Entendi e aceitei que meu estilo é acolhedor e também objetivo, tão sensível quanto racional – e que uma coisa não anula a outra

por Natália Ramalho

Capa do livro

Talvez não seja uma grande curiosidade se eu disser que Série das coisas não ditas já teve outro nome, outras versões e outros poemas, afinal, a experimentação é um caminho comum de todo projeto entre ideia e materialização. Mas e se eu contar que levei 10 anos até a publicação, e que parte considerável do livro foi escrita na minha adolescência?
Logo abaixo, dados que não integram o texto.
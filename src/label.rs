//! The classification contract: the closed set of page labels and the
//! structured reply the model must produce.
//!
//! The model is asked for `{"label": "<CATEGORY>"}`. Replies are parsed into
//! [`Classification`]; any label outside [`PageLabel`] is rejected here
//! rather than trusted to the prompt.

use crate::error::ClassifyError;
use once_cell::sync::Lazy;
use regex::Regex;
use serde::{Deserialize, Serialize};
use std::fmt;
use std::str::FromStr;

/// Content category of one page image.
#[derive(Debug, Clone, Copy, PartialEq, Eq, Hash, Serialize, Deserialize)]
#[serde(rename_all = "SCREAMING_SNAKE_CASE")]
pub enum PageLabel {
    CoverPage,
    BlankPage,
    TextPage,
    ImagePage,
    DiagramPage,
    TextPlusImagePage,
    TextPlusDiagramPage,
    TablePage,
    TextPlusTablePage,
    Unknown,
}

impl PageLabel {
    /// Every label, in the order they are presented to the model.
    pub const ALL: [PageLabel; 10] = [
        PageLabel::CoverPage,
        PageLabel::BlankPage,
        PageLabel::TextPage,
        PageLabel::ImagePage,
        PageLabel::DiagramPage,
        PageLabel::TextPlusImagePage,
        PageLabel::TextPlusDiagramPage,
        PageLabel::TablePage,
        PageLabel::TextPlusTablePage,
        PageLabel::Unknown,
    ];

    /// Wire name, e.g. `TEXT_PLUS_TABLE_PAGE`.
    pub fn as_str(self) -> &'static str {
        match self {
            PageLabel::CoverPage => "COVER_PAGE",
            PageLabel::BlankPage => "BLANK_PAGE",
            PageLabel::TextPage => "TEXT_PAGE",
            PageLabel::ImagePage => "IMAGE_PAGE",
            PageLabel::DiagramPage => "DIAGRAM_PAGE",
            PageLabel::TextPlusImagePage => "TEXT_PLUS_IMAGE_PAGE",
            PageLabel::TextPlusDiagramPage => "TEXT_PLUS_DIAGRAM_PAGE",
            PageLabel::TablePage => "TABLE_PAGE",
            PageLabel::TextPlusTablePage => "TEXT_PLUS_TABLE_PAGE",
            PageLabel::Unknown => "UNKNOWN",
        }
    }

    /// One-line description used in the system instruction.
    ///
    /// `UNKNOWN` has none: the prompt introduces it separately as the
    /// fallback choice.
    pub fn description(self) -> Option<&'static str> {
        match self {
            PageLabel::CoverPage => {
                Some("The image serves as the front page or cover of a document or book.")
            }
            PageLabel::BlankPage => {
                Some("The image shows a blank page without text or significant markings.")
            }
            PageLabel::TextPage => {
                Some("The image is predominantly text-based, similar to a book or document page.")
            }
            PageLabel::ImagePage => Some(
                "The image is primarily a photograph or illustration without significant text.",
            ),
            PageLabel::DiagramPage => {
                Some("The image contains diagrams, charts, or graphs, with minimal text.")
            }
            PageLabel::TextPlusImagePage => Some(
                "The image includes both text and significant photographic or illustrative content.",
            ),
            PageLabel::TextPlusDiagramPage => {
                Some("The image combines text with diagrams, charts, or graphs.")
            }
            PageLabel::TablePage => Some("The image features tables or spreadsheets."),
            PageLabel::TextPlusTablePage => {
                Some("The image includes both text and table(s) or spreadsheet(s).")
            }
            PageLabel::Unknown => None,
        }
    }
}

impl fmt::Display for PageLabel {
    fn fmt(&self, f: &mut fmt::Formatter<'_>) -> fmt::Result {
        f.write_str(self.as_str())
    }
}

impl FromStr for PageLabel {
    type Err = ClassifyError;

    /// Case-insensitive; spaces and hyphens read as underscores.
    fn from_str(s: &str) -> Result<Self, Self::Err> {
        let normalised: String = s
            .trim()
            .chars()
            .map(|c| match c {
                ' ' | '-' => '_',
                c => c.to_ascii_uppercase(),
            })
            .collect();
        PageLabel::ALL
            .into_iter()
            .find(|l| l.as_str() == normalised)
            .ok_or_else(|| ClassifyError::UnknownLabel {
                value: s.trim().to_string(),
            })
    }
}

/// The structured reply: a single required `label` field.
#[derive(Debug, Clone, Copy, PartialEq, Eq, Serialize, Deserialize)]
pub struct Classification {
    pub label: PageLabel,
}

/// Shape used to read the reply before the label is checked against the set.
#[derive(Deserialize)]
struct RawClassification {
    label: String,
}

impl Classification {
    /// JSON schema of the reply, embedded in the system instruction.
    pub fn json_schema() -> serde_json::Value {
        let values: Vec<&str> = PageLabel::ALL.iter().map(|l| l.as_str()).collect();
        serde_json::json!({
            "title": "Classification",
            "type": "object",
            "properties": {
                "label": {
                    "title": "Label",
                    "description": format!("one of the following: {}", values.join(", ")),
                    "type": "string",
                    "enum": values,
                }
            },
            "required": ["label"],
        })
    }

    /// Parse a raw model reply.
    ///
    /// Accepts the object on its own, wrapped in a code fence, or surrounded
    /// by stray prose; the outermost `{...}` is what gets deserialised.
    pub fn parse(reply: &str) -> Result<Self, ClassifyError> {
        let body = strip_code_fence(reply.trim());
        let json = match (body.find('{'), body.rfind('}')) {
            (Some(start), Some(end)) if start < end => &body[start..=end],
            _ => {
                return Err(ClassifyError::InvalidResponse {
                    detail: format!("no JSON object in reply {:?}", truncate(reply)),
                })
            }
        };
        let raw: RawClassification =
            serde_json::from_str(json).map_err(|e| ClassifyError::InvalidResponse {
                detail: format!("{e} in reply {:?}", truncate(reply)),
            })?;
        Ok(Self {
            label: raw.label.parse()?,
        })
    }
}

static RE_CODE_FENCE: Lazy<Regex> =
    Lazy::new(|| Regex::new(r"(?s)^```[A-Za-z]*\s*\n?(.*?)\n?```$").unwrap());

fn strip_code_fence(input: &str) -> &str {
    match RE_CODE_FENCE.captures(input).and_then(|c| c.get(1)) {
        Some(m) => m.as_str(),
        None => input,
    }
}

fn truncate(s: &str) -> String {
    const MAX: usize = 120;
    match s.char_indices().nth(MAX) {
        Some((idx, _)) => format!("{}…", &s[..idx]),
        None => s.to_string(),
    }
}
Partindo da minha relação com a escrita, comecei a escrever pra valer aos 14 anos. O ano era 2011, eu estava entre questões de pertencimento e identidade comuns pra essa fase da vida e junto delas, havia o luto. A verdade é que, quando perdemos uma figura de referência, parte de nós se perde também e precisamos fazer um resgate. Eu não tinha consciência naquele momento do que estou falando agora com propriedade, mas a escrita foi esse resgate pra mim: foi a forma que encontrei de estar ali pra mim mesma. Desde então, escrever tem me ajudado a digerir muitas questões. No início, funcionava como um desabafo, um diário, um fluxo de pensamentos; com o tempo, fui ordenando melhor as ideias e refinando minhas observações até me dar conta que, além dos meus processos, o que eu tinha a dizer podia fazer diferença na vida de mais alguéns.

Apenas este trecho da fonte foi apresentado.